A: Start with education. Marketing teams, executives and other senior leaders really need to develop an understanding of the kinds of things AI can do today, and where this technology is headed in the future. I imagine that the transition to AI will have at least as much impact as the transition to the Internet did back in the late 90s. For those that recall, lots of companies really missed the boat because they failed to understand the fundamental impacts of a connected world. The transition to a world filled with intelligent machines is likely to be disruptive.

Q: What challenges should marketers expect when piloting their first AI project?

A: It’s important to remember that the goal of any innovation initiative should be to learn something new and take risks. This commitment means accepting that these initiatives can fail, and companies need to allow for that. Rather than putting all of your efforts into a single project and potentially exhausting your innovation budget, consider leaving yourself room to make a number of attempts and counting on a smaller number succeeding.

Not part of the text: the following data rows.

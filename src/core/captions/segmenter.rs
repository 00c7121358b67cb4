//! Caption Segmentation Engine
//!
//! Rewrites raw caption records into display-ready segments bounded by
//! word-count and duration limits, preferring linguistically natural break
//! points (sentence endings, clause punctuation, conjunctions) over
//! mid-phrase splits. Segment timing is linearly interpolated from the
//! parent caption's time span.

use std::sync::OnceLock;

use regex::Regex;
use serde::Serialize;
use tracing::{debug, warn};

use super::models::{RawCaption, Segment, Word};
use crate::core::TimeSec;

// =============================================================================
// Limits
// =============================================================================

/// Segmentation policy limits.
///
/// `ideal_*` is the target a caption may keep without splitting; `max_*` is
/// the hard bound no produced segment may exceed.
#[derive(Clone, Copy, Debug, PartialEq)]
pub struct SegmentLimits {
    /// Hard word-count bound per segment
    pub max_words: usize,
    /// Hard duration bound per segment (seconds)
    pub max_duration: TimeSec,
    /// Target word count per segment
    pub ideal_words: usize,
    /// Target duration per segment (seconds)
    pub ideal_duration: TimeSec,
}

impl Default for SegmentLimits {
    fn default() -> Self {
        Self {
            max_words: 12,
            max_duration: 3.5,
            ideal_words: 8,
            ideal_duration: 2.5,
        }
    }
}

// =============================================================================
// Natural Breaks
// =============================================================================

/// A candidate break position within caption text.
///
/// `position` is the byte offset just past the matched pattern; lower
/// `priority` is linguistically stronger.
#[derive(Clone, Copy, Debug)]
struct BreakPoint {
    position: usize,
    priority: u32,
}

/// Break patterns in priority order: sentence end, clause punctuation,
/// comma, coordinating conjunction, relative marker, preposition.
fn break_patterns() -> &'static [(Regex, u32)] {
    static PATTERNS: OnceLock<Vec<(Regex, u32)>> = OnceLock::new();
    PATTERNS.get_or_init(|| {
        vec![
            (Regex::new(r"[.!?]\s+").expect("sentence pattern"), 1),
            (Regex::new(r"[;:]\s+").expect("clause pattern"), 2),
            (Regex::new(r",\s+").expect("comma pattern"), 3),
            (
                Regex::new(r"(?i)\s+(?:and|but|or|so|because|since)\s+")
                    .expect("conjunction pattern"),
                4,
            ),
            (
                Regex::new(r"(?i)\s+(?:then|when|where|while|which|that)\s+")
                    .expect("relative pattern"),
                5,
            ),
            (
                Regex::new(r"(?i)\s+(?:to|of|in|on|at|for|with)\s+")
                    .expect("preposition pattern"),
                6,
            ),
        ]
    })
}

/// Finds all natural break candidates, position-sorted and deduplicated.
/// When two patterns end at the same position the stronger one wins.
fn natural_breaks(text: &str) -> Vec<BreakPoint> {
    let mut breaks = Vec::new();
    for (pattern, priority) in break_patterns() {
        for m in pattern.find_iter(text) {
            breaks.push(BreakPoint {
                position: m.end(),
                priority: *priority,
            });
        }
    }

    breaks.sort_by_key(|b| b.position);
    breaks.dedup_by_key(|b| b.position);
    breaks
}

/// Picks `num_breaks` positions that best approximate even spacing.
///
/// Each ideal slot greedily takes the unused candidate minimizing
/// `|position - ideal| + priority * 10`, so a nearby strong break beats an
/// exactly-placed weak one.
fn select_optimal_breaks(text_len: usize, breaks: &[BreakPoint], num_breaks: usize) -> Vec<usize> {
    if breaks.len() <= num_breaks {
        return breaks.iter().map(|b| b.position).collect();
    }

    let ideal_interval = text_len as f64 / (num_breaks + 1) as f64;
    let mut selected: Vec<usize> = Vec::with_capacity(num_breaks);

    for slot in 1..=num_breaks {
        let target = ideal_interval * slot as f64;
        let mut best: Option<(usize, f64)> = None;

        for candidate in breaks {
            if selected.contains(&candidate.position) {
                continue;
            }
            let distance = (candidate.position as f64 - target).abs();
            let score = distance + candidate.priority as f64 * 10.0;
            if best.map_or(true, |(_, best_score)| score < best_score) {
                best = Some((candidate.position, score));
            }
        }

        if let Some((position, _)) = best {
            selected.push(position);
        }
    }

    selected.sort_unstable();
    selected
}

// =============================================================================
// Segmentation
// =============================================================================

/// Segments a full caption track.
pub fn segment_captions(captions: &[RawCaption], limits: &SegmentLimits) -> Vec<Segment> {
    let mut segments = Vec::with_capacity(captions.len());
    for caption in captions {
        segments.extend(segment_caption(caption, limits));
    }
    segments
}

/// Segments one raw caption into bounded display units.
///
/// Captions already within the ideal limits pass through unchanged. A
/// caption with no words produces no segments.
pub fn segment_caption(caption: &RawCaption, limits: &SegmentLimits) -> Vec<Segment> {
    if caption.words.is_empty() {
        return Vec::new();
    }

    let duration = caption.duration();
    if caption.words.len() <= limits.ideal_words && duration <= limits.ideal_duration {
        return vec![caption.clone().into()];
    }

    let segments_by_words = caption.words.len().div_ceil(limits.ideal_words);
    let segments_by_duration = (duration / limits.ideal_duration).ceil() as usize;
    let target_segments = segments_by_words.max(segments_by_duration);

    let breaks = natural_breaks(&caption.text);
    if !breaks.is_empty() && target_segments > 1 {
        let selected = select_optimal_breaks(caption.text.len(), &breaks, target_segments - 1);
        let natural = segment_at_breaks(
            caption.start,
            caption.end,
            &caption.text,
            &caption.words,
            &selected,
            limits,
        );
        if !natural.is_empty() {
            return natural;
        }
    }

    chunk_by_words(caption.start, caption.end, &caption.words, limits)
}

/// Builds segments between consecutive chosen break positions, mapping each
/// character span onto its word subsequence. A span that still violates the
/// hard limits degrades to the word-count fallback for that span only.
fn segment_at_breaks(
    start: TimeSec,
    end: TimeSec,
    text: &str,
    words: &[Word],
    selected: &[usize],
    limits: &SegmentLimits,
) -> Vec<Segment> {
    let duration = end - start;
    let text_len = text.len() as f64;
    let mut segments = Vec::new();

    let mut last_position = 0usize;
    let mut word_index = 0usize;

    for &break_position in selected.iter().chain(std::iter::once(&text.len())) {
        let span_text = text[last_position..break_position].trim();
        if span_text.is_empty() {
            continue;
        }

        // Consume the words falling inside this span, located by their
        // rendered form from the last consumed position onward.
        let mut span_words: Vec<Word> = Vec::new();
        while word_index < words.len() {
            let token = words[word_index].rendered();
            match text[last_position..].find(&token) {
                Some(offset) if last_position + offset < break_position => {
                    span_words.push(words[word_index].clone());
                    word_index += 1;
                }
                _ => break,
            }
        }

        let span_start = start + (last_position as f64 / text_len) * duration;
        let span_end = start + (break_position as f64 / text_len) * duration;

        if !span_words.is_empty() {
            if span_words.len() <= limits.max_words
                && span_end - span_start <= limits.max_duration
            {
                segments.push(Segment {
                    start: span_start,
                    end: span_end,
                    text: span_text.to_string(),
                    words: span_words,
                });
            } else {
                segments.extend(chunk_by_words(span_start, span_end, &span_words, limits));
            }
        }

        last_position = break_position;
    }

    segments
}

/// Word-count fallback: partitions the word sequence into ideal-sized
/// chunks (hard-capped), interpolating chunk timing by word position.
fn chunk_by_words(
    start: TimeSec,
    end: TimeSec,
    words: &[Word],
    limits: &SegmentLimits,
) -> Vec<Segment> {
    let total_words = words.len();
    let duration = end - start;
    let mut segments = Vec::new();
    let mut index = 0usize;

    while index < total_words {
        let chunk_size = limits
            .ideal_words
            .min(total_words - index)
            .min(limits.max_words);

        let chunk_words = &words[index..index + chunk_size];
        let chunk_text = chunk_words
            .iter()
            .map(Word::rendered)
            .collect::<Vec<_>>()
            .join(" ");

        let progress = index as f64 / total_words as f64;
        let next_progress = ((index + chunk_size) as f64 / total_words as f64).min(1.0);

        segments.push(Segment {
            start: start + progress * duration,
            end: start + next_progress * duration,
            text: chunk_text,
            words: chunk_words.to_vec(),
        });

        index += chunk_size;
    }

    segments
}

// =============================================================================
// Statistics
// =============================================================================

/// Summary of a segmentation pass, logged for diagnostics.
#[derive(Clone, Debug, Default, PartialEq, Serialize)]
#[serde(rename_all = "camelCase")]
pub struct SegmentationStats {
    pub total_segments: usize,
    pub avg_words: f64,
    pub avg_duration: f64,
    pub max_words: usize,
    pub max_duration: f64,
    pub over_limit_count: usize,
}

/// Computes and logs summary statistics for a segment sequence.
pub fn segmentation_stats(segments: &[Segment], limits: &SegmentLimits) -> SegmentationStats {
    if segments.is_empty() {
        return SegmentationStats::default();
    }

    let mut total_words = 0usize;
    let mut total_duration = 0.0;
    let mut max_words = 0usize;
    let mut max_duration: f64 = 0.0;
    let mut over_limit_count = 0usize;

    for segment in segments {
        let words = segment.words.len();
        let duration = segment.duration();
        total_words += words;
        total_duration += duration;
        max_words = max_words.max(words);
        max_duration = max_duration.max(duration);
        if words > limits.max_words || duration > limits.max_duration {
            over_limit_count += 1;
        }
    }

    let stats = SegmentationStats {
        total_segments: segments.len(),
        avg_words: total_words as f64 / segments.len() as f64,
        avg_duration: total_duration / segments.len() as f64,
        max_words,
        max_duration,
        over_limit_count,
    };

    debug!(
        total_segments = stats.total_segments,
        avg_words = format!("{:.1}", stats.avg_words),
        avg_duration = format!("{:.1}s", stats.avg_duration),
        max_words = stats.max_words,
        max_duration = format!("{:.1}s", stats.max_duration),
        "segmentation summary"
    );
    if stats.over_limit_count > 0 {
        warn!(
            count = stats.over_limit_count,
            "segments exceeding limits after segmentation"
        );
    }

    stats
}

// =============================================================================
// Tests
// =============================================================================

The second thing I’ve seen is that the notion of what AI can do relative to human-level performance is really challenging for many individuals to accept. Often folks want a smart machine to provide them with insights so that they can exploit their hard-won expertise to make decisions based on those insights. However, what we’re learning is that this rarely produces the best outcomes. In fields such as medicine, law and science, we’re seeing that if you can build an AI model around a particular function or task, machines will very often beat the human-level performance of the same task (even if, sometimes, we’re unable to explain exactly why). In 2018, Unbounce launched a 6-week pilot program aimed at exploring how we can use AI to help our customers increase their conversion rates. We experienced some of these challenges as well. Even when we could demonstrate superior performance, the black-box nature of these systems didn’t always leave marketers with confidence and trust in the system. You have to ask yourself if you’re ok with better results, even if you can’t always explain them.

Q: How can marketers measure the ROI of AI-based projects?

A: Avoid projects where the ROI is intangible. Focus instead on AI efforts that drive tangible results such as more leads generated per dollar of ad expense, higher email open rates, increased sales, etc. Tools that promise only better marketer productivity are interesting, and they may solve problems within your marketing organization, but it’s going to be much harder to demonstrate the business impact.

Q: How can AI create a competitive advantage for marketers that adopt quickly?  

A: At Unbounce, we see the increase in Google and Facebook advertising costs as being an increasingly large barrier for companies and marketers. AI technology in the conversion optimization space can help marketers find new ways of increasing conversions (rather than increasing their budget) by optimizing lower in the funnel.

We’ve also identified that many tools that offer conversion optimization today require lengthy testing and feedback cycles that can take months, require high traffic volumes, free-flowing ad spend and a level of scientific rigor most marketers don’t have. Again, AI technology can help remove these roadblocks and as a result, elevate campaign performance.

Q: What are you most excited about at MAICON 2019?

A: If I had to pick just one thing, it’s the chance to connect with folks who are digging into AI and marketing, and who are genuinely excited about the space!

Q: What advice do you have for marketers just starting with AI?

A: Be patient. For many organizations, this is going to require a pretty big cultural shift, and that takes time, incentives, buy-in; everything you’d expect with a large, disruptive change. Oh, and go read The Innovator's Dilemma to get a sense of what you can look forward to.